When you push, WPEngine scans the files for PHP errors, updates the site files, and clears the cache automatically.
For database and media synchronization, I recommend WP Migrate DB Pro to push and pull databases and media between environments. If your site contains a large media library, consider referencing production media from your local environment instead of syncing all files locally to save disk space and time.
Migrating environments
WPEngine supports multiple environments. Enabling the Multi-Environment Site option provides Production, Staging, and Development environments which simplify workflow for redesigns and major updates.
For redesign projects already hosted on WPEngine, a common workflow is to copy production to development, build the new theme and functionality in development, then push the finished environment to production.
When sites accumulate substantial new content during development—such as many posts and comments—you’ll want to preserve that content. A tested migration process looks like this:
- Implement a content freeze on production: clients should avoid creating or editing content during final migration steps.
- Create fresh backups of all environments (Production, Staging, Development).
- Deploy the latest production backup to the staging environment.
- Push code updates to staging:
git push staging master. - Rebuild the site on staging: configure plugins, menus, widgets, forms, and update pages that need new content.
- Conduct a final review of the staging site with the client.
- Once approved, deploy staging to production, overwriting production files and the database.
Minimize downtime with a hidden feature flag
By default, deploying a staging environment to production can make the production site unavailable until the migration completes to avoid data loss during the process.
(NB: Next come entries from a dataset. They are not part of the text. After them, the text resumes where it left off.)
// ---------------------------------------------------------------------------
// Ad-hoc SQL
// ---------------------------------------------------------------------------

#[test]
fn test_execute_sql_select() {
    let (_dir, _path, db) = open_items();
    let SqlOutcome::Query(result) = db
        .execute_sql("  select name, price FROM items WHERE quantity > 15 ORDER BY id")
        .unwrap()
    else {
        panic!("expected a query result");
    };

    assert_eq!(result.rows.len(), 2);
    assert_eq!(result.total, None);
    let columns: Vec<&str> = result.columns.iter().map(|c| c.name.as_str()).collect();
    assert_eq!(columns, ["name", "price"]);
}

#[test]
fn test_execute_sql_select_no_rows_has_no_columns() {
    let (_dir, _path, db) = open_items();
    let outcome = db.execute_sql("SELECT * FROM items WHERE id = 999").unwrap();
    let SqlOutcome::Query(result) = outcome else {
        panic!("expected a query result");
    };
    assert!(result.rows.is_empty());
    assert!(result.columns.is_empty());
}

#[test]
fn test_execute_sql_pragma_is_read() {
    let (_dir, _path, db) = open_items();
    let outcome = db.execute_sql("PRAGMA table_info(items)").unwrap();
    let SqlOutcome::Query(result) = outcome else {
        panic!("expected a query result");
    };
    assert_eq!(result.rows.len(), 4);
}

#[test]
fn test_execute_sql_write_persists() {
    let (_dir, path, db) = open_items();
    let outcome = db
        .execute_sql("INSERT INTO items (name, quantity) VALUES ('Item D', 40)")
        .unwrap();
    assert!(matches!(
        outcome,
        SqlOutcome::Execute(ExecuteResult::Applied { changes: 1 })
    ));

    let reloaded = DatabaseHandle::open_path(&path).unwrap();
    assert_eq!(reloaded.get_table_data("items", 0, 10).unwrap().total, Some(4));
}

#[test]
fn test_execute_sql_syntax_error_on_write_path_is_result() {
    let (_dir, _path, db) = open_items();
    let outcome = db.execute_sql("INSRT INTO items VALUES (1)").unwrap();
    let SqlOutcome::Execute(result) = outcome else {
        panic!("expected an execute result");
    };
    assert!(!result.is_success());
    assert!(result.error().unwrap().contains("syntax error"));
}

#[test]
fn test_execute_sql_empty_statement_is_reported() {
    let (_dir, path, db) = open_items();
    let before = std::fs::read(&path).unwrap();

    for sql in ["", "  ", "-- nothing to run"] {
        let outcome = db.execute_sql(sql).unwrap();
        let SqlOutcome::Execute(result) = outcome else {
            panic!("expected an execute result for {sql:?}");
        };
        assert_eq!(result.error(), Some("empty statement"), "{sql:?}");
    }
    assert_eq!(std::fs::read(&path).unwrap(), before);
}

#[test]
fn test_execute_sql_read_errors_propagate() {
    let (_dir, _path, db) = open_items();
    assert!(matches!(
        db.execute_sql("SELECT * FROM nonexistent"),
        Err(AccessError::Engine(_))
    ));
    assert!(matches!(db.execute_sql("SELEC * FROM items"), Ok(SqlOutcome::Execute(_))));
}

#[test]
fn test_failed_write_leaves_file_untouched() {
    let (_dir, path, db) = open_items();
    let before = std::fs::read(&path).unwrap();

    let outcome = db.execute_sql("DELETE FROM nonexistent").unwrap();
    assert!(matches!(outcome, SqlOutcome::Execute(ExecuteResult::Failed { .. })));
    assert_eq!(std::fs::read(&path).unwrap(), before);
}

#[test]
fn test_execute_does_not_persist() {
    let (_dir, path, db) = open_items();
    let result = db.execute("DELETE FROM items", &[]).unwrap();
    assert_eq!(result.changes(), Some(3));

    let reloaded = DatabaseHandle::open_path(&path).unwrap();
    assert_eq!(reloaded.get_table_data("items", 0, 10).unwrap().total, Some(3));
}

// ---------------------------------------------------------------------------
// Mutations
// ---------------------------------------------------------------------------

#[test]
fn test_insert_row_increments_total() {
    let (_dir, _path, db) = open_items();
    let result = db
        .insert_row(
            "items",
            &[
                ("name", Value::from("Item D")),
                ("quantity", Value::Integer(5)),
                ("price", Value::Real(9.99)),
            ],
        )
        .unwrap();
    assert_eq!(result.changes(), Some(1));

    let page = db.get_table_data("items", 0, 10).unwrap();
    assert_eq!(page.total, Some(4));
    let row = page
        .rows
        .iter()
        .find(|row| row.get("name") == Some(&Value::from("Item D")))
        .unwrap();
    assert_eq!(row.get("quantity"), Some(&Value::Integer(5)));
    assert_eq!(row.get("price"), Some(&Value::Real(9.99)));
}

#[test]
fn test_insert_row_missing_not_null_column() {
    let (_dir, _path, db) = open_items();
    let result = db
        .insert_row("items", &[("quantity", Value::Integer(5))])
        .unwrap();

    assert!(!result.is_success());
    assert!(result.error().unwrap().contains("NOT NULL"));
    assert_eq!(db.get_table_data("items", 0, 10).unwrap().total, Some(3));
}

#[test]
fn test_delete_row() {
    let (_dir, _path, db) = open_items();
    let result = db.delete_row("items", 1).unwrap();
    assert_eq!(result.changes(), Some(1));
    assert_eq!(names(&db), ["Item B", "Item C"]);
}

#[test]
fn test_delete_nonexistent_row_is_not_an_error() {
    let (_dir, _path, db) = open_items();
    let result = db.delete_row("items", 999).unwrap();
    assert_eq!(result, ExecuteResult::Applied { changes: 0 });
    assert_eq!(db.get_table_data("items", 0, 10).unwrap().total, Some(3));
}

#[test]
fn test_update_cell() {
    let (_dir, _path, db) = open_items();
    let result = db
        .update_cell("items", 2, "name", Value::from("Renamed"))
        .unwrap();
    assert_eq!(result.changes(), Some(1));
    assert_eq!(names(&db), ["Item A", "Renamed", "Item C"]);
}

#[test]
fn test_update_cell_to_null() {
    let (_dir, _path, db) = open_items();
    db.update_cell("items", 1, "price", Value::Null).unwrap();

    let rows = db
        .query_all("SELECT price, typeof(price) AS kind FROM items WHERE id = 1", &[])
        .unwrap();
    assert_eq!(rows[0].get("price"), Some(&Value::Null));
    assert_eq!(rows[0].get("kind"), Some(&Value::from("null")));
}

#[test]
fn test_update_cell_constraint_violation_is_result() {
    let (_dir, _path, db) = open_items();
    let result = db.update_cell("items", 1, "name", Value::Null).unwrap();
    assert!(!result.is_success());
    assert!(result.error().unwrap().contains("NOT NULL"));
}

#[test]
fn test_update_cell_unknown_column_is_result() {
    let (_dir, _path, db) = open_items();
    let result = db
        .update_cell("items", 1, "colour", Value::from("red"))
        .unwrap();
    assert!(!result.is_success());
    assert!(result.error().unwrap().contains("no such column"));
}

// ---------------------------------------------------------------------------
// Persistence
// ---------------------------------------------------------------------------

#[test]
fn test_mutations_survive_reopen() {
    let (_dir, path, mut db) = open_items();
    db.update_cell("items", 1, "price", Value::Null).unwrap();
    db.update_cell("items", 2, "quantity", Value::Integer(-4))
        .unwrap();
    db.delete_row("items", 3).unwrap();
    db.insert_row(
        "items",
        &[("name", Value::from("Blob row")), ("price", Value::Real(0.125))],
    )
    .unwrap();

    let before = db.get_table_data("items", 0, 100).unwrap();
    db.close();

    let reopened = DatabaseHandle::open_path(&path).unwrap();
    let after = reopened.get_table_data("items", 0, 100).unwrap();
    assert_eq!(after.total, before.total);
    assert_eq!(after.rows, before.rows);
    assert_eq!(after.rows[0].get("price"), Some(&Value::Null));
}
For some clients that downtime is unacceptable, so we use an undocumented WPEngine option that minimizes downtime.
Contact WPEngine support and request the clone_site_use_deploy_dir site config option for the specific install. Because this is not a public setting, you may need to ask support to escalate the request.
When this option is enabled, WPEngine copies the source site to a temporary directory and database, performs search-and-replace operations there, and then atomically moves the completed temporary copy into place. The production site remains available during the copy and only experiences a short downtime during the final move.
We enable this flag for many client sites and typically see no noticeable downtime during deployments.
Important caution: enabling this option introduces a risk of data loss if new content is written to the production site while the copy is in progress. Any data created on the target site during the copy will be overwritten when the final move occurs. For sites that collect critical, time-sensitive data—such as ecommerce or membership sites—avoid this approach or coordinate a strict content freeze during the migration.